**TASK REQUIREMENTS**
Find the word "None" in the data, then copy each line where it is found.

Stored entries
#####

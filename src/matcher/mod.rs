//! 証明書PDF照合モジュール
//!
//! 検査表の1行に対し、証明書フォルダのファイル名から最適なPDFを1つ選ぶ。
//! ルールは設定順に試し、候補が出た最初のルールを採用する。
//! 同じルール内では短いファイル名、次に辞書順を優先する。

use fai_coc_common::normalize::{compact_key, match_key};
use fai_coc_common::{IdentifierRecord, MatchCandidate, MatchRule};
use std::path::{Path, PathBuf};

#[derive(Debug, Clone)]
pub struct CandidateMatcher {
    rules: Vec<MatchRule>,
}

impl Default for CandidateMatcher {
    fn default() -> Self {
        Self::new(MatchRule::default_rules())
    }
}

impl CandidateMatcher {
    pub fn new(rules: Vec<MatchRule>) -> Self {
        Self { rules }
    }

    pub fn rules(&self) -> &[MatchRule] {
        &self.rules
    }

    /// 1行分の照合
    ///
    /// 見つからない場合も正常な結果（document = None）として返す。
    pub fn match_record(&self, record: &IdentifierRecord, documents: &[PathBuf]) -> MatchCandidate {
        let pdfs: Vec<&PathBuf> = documents.iter().filter(|p| is_pdf(p)).collect();

        for rule in &self.rules {
            let best = pdfs
                .iter()
                .filter(|p| rule_matches(*rule, record, &file_name(p)))
                .min_by(|a, b| {
                    let (a, b) = (file_name(a), file_name(b));
                    a.chars().count().cmp(&b.chars().count()).then_with(|| a.cmp(&b))
                });

            if let Some(document) = best {
                tracing::debug!(
                    row = record.row_index,
                    rule = %rule,
                    document = %document.display(),
                    "PDFを照合"
                );
                return MatchCandidate {
                    record: record.clone(),
                    document: Some((*document).clone()),
                    rule: Some(*rule),
                };
            }
        }

        MatchCandidate::unmatched(record.clone())
    }
}

/// ルール単体の判定
pub fn rule_matches(rule: MatchRule, record: &IdentifierRecord, file_name: &str) -> bool {
    let stem = Path::new(file_name)
        .file_stem()
        .map(|s| s.to_string_lossy().to_string())
        .unwrap_or_default();

    let contains = |id: &str| !id.is_empty() && match_key(&stem).contains(&match_key(id));
    let contains_compact = |id: &str| {
        let key = compact_key(id);
        !key.is_empty() && compact_key(&stem).contains(&key)
    };

    match rule {
        MatchRule::PrimaryExact => contains(&record.primary_id),
        MatchRule::AlternateExact => contains(&record.alternate_id),
        MatchRule::Normalized => record.identifiers().any(contains_compact),
        MatchRule::BothIdentifiers => {
            contains_compact(&record.primary_id) && contains_compact(&record.alternate_id)
        }
        MatchRule::StrictPrefix => {
            !record.primary_id.is_empty()
                && !record.alternate_id.is_empty()
                && match_key(file_name)
                    .starts_with(&match_key(&format!("{}_{}_", record.primary_id, record.alternate_id)))
        }
    }
}

fn file_name(path: &Path) -> String {
    path.file_name()
        .map(|n| n.to_string_lossy().to_string())
        .unwrap_or_default()
}

fn is_pdf(path: &Path) -> bool {
    path.extension()
        .is_some_and(|ext| ext.to_string_lossy().eq_ignore_ascii_case("pdf"))
}

#[cfg(test)]
mod tests {
    use super::*;

    fn record(primary: &str, alternate: &str) -> IdentifierRecord {
        IdentifierRecord {
            spreadsheet: PathBuf::from("FAI 1/sheet.xlsx"),
            sheet: "Sheet1".to_string(),
            row_index: 2,
            primary_id: primary.to_string(),
            alternate_id: alternate.to_string(),
            part_number: "PN-1".to_string(),
            metadata: vec![],
        }
    }

    fn docs(names: &[&str]) -> Vec<PathBuf> {
        names.iter().map(|n| PathBuf::from("coc").join(n)).collect()
    }

    fn matched_name(candidate: &MatchCandidate) -> Option<String> {
        candidate.document.as_deref().map(file_name)
    }

    #[test]
    fn test_primary_before_alternate() {
        let matcher = CandidateMatcher::default();
        let documents = docs(&["763360_cert.pdf", "139-3040_cert.pdf"]);
        let candidate = matcher.match_record(&record("139-3040", "763360"), &documents);

        assert_eq!(matched_name(&candidate).as_deref(), Some("139-3040_cert.pdf"));
        assert_eq!(candidate.rule, Some(MatchRule::PrimaryExact));
    }

    #[test]
    fn test_alternate_when_primary_missing() {
        let matcher = CandidateMatcher::default();
        let candidate = matcher.match_record(&record("999", "763360"), &docs(&["CoC 763360.PDF"]));
        assert_eq!(candidate.rule, Some(MatchRule::AlternateExact));
    }

    #[test]
    fn test_normalized_rule() {
        let matcher = CandidateMatcher::default();
        let candidate = matcher.match_record(&record("139-3040", ""), &docs(&["1393040 scan.pdf"]));
        assert_eq!(candidate.rule, Some(MatchRule::Normalized));
    }

    #[test]
    fn test_tie_break_shortest_then_lexicographic() {
        let matcher = CandidateMatcher::default();
        let documents = docs(&["139-3040_long_name.pdf", "b_139-3040.pdf", "a_139-3040.pdf"]);
        let candidate = matcher.match_record(&record("139-3040", ""), &documents);
        assert_eq!(matched_name(&candidate).as_deref(), Some("a_139-3040.pdf"));
    }

    #[test]
    fn test_no_false_positive() {
        let matcher = CandidateMatcher::default();
        let candidate =
            matcher.match_record(&record("139-3040", "763360"), &docs(&["139-3041.pdf", "notes.txt"]));
        assert!(!candidate.is_matched());
        assert_eq!(candidate.rule, None);
    }

    #[test]
    fn test_only_pdf_candidates() {
        let matcher = CandidateMatcher::default();
        let candidate = matcher.match_record(&record("139-3040", ""), &docs(&["139-3040.docx"]));
        assert!(!candidate.is_matched());
    }

    #[test]
    fn test_empty_identifiers_never_match() {
        let matcher = CandidateMatcher::default();
        let candidate = matcher.match_record(&record("", ""), &docs(&["anything.pdf"]));
        assert!(!candidate.is_matched());
    }

    #[test]
    fn test_opt_in_rules() {
        let rec = record("139-3040", "763360");
        assert!(rule_matches(MatchRule::BothIdentifiers, &rec, "139 3040 763360.pdf"));
        assert!(!rule_matches(MatchRule::BothIdentifiers, &rec, "139-3040.pdf"));
        assert!(rule_matches(MatchRule::StrictPrefix, &rec, "139-3040_763360_rev2.pdf"));
        assert!(!rule_matches(MatchRule::StrictPrefix, &rec, "x_139-3040_763360_.pdf"));

        let matcher = CandidateMatcher::new(vec![MatchRule::StrictPrefix]);
        let candidate = matcher.match_record(&rec, &docs(&["139-3040.pdf", "139-3040_763360_a.pdf"]));
        assert_eq!(matched_name(&candidate).as_deref(), Some("139-3040_763360_a.pdf"));
    }
}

#####

**OUTPUT OF THE TASK**
    /// 見つからない場合も正常な結果（document = None）として返す。
        assert_eq!(candidate.rule, None);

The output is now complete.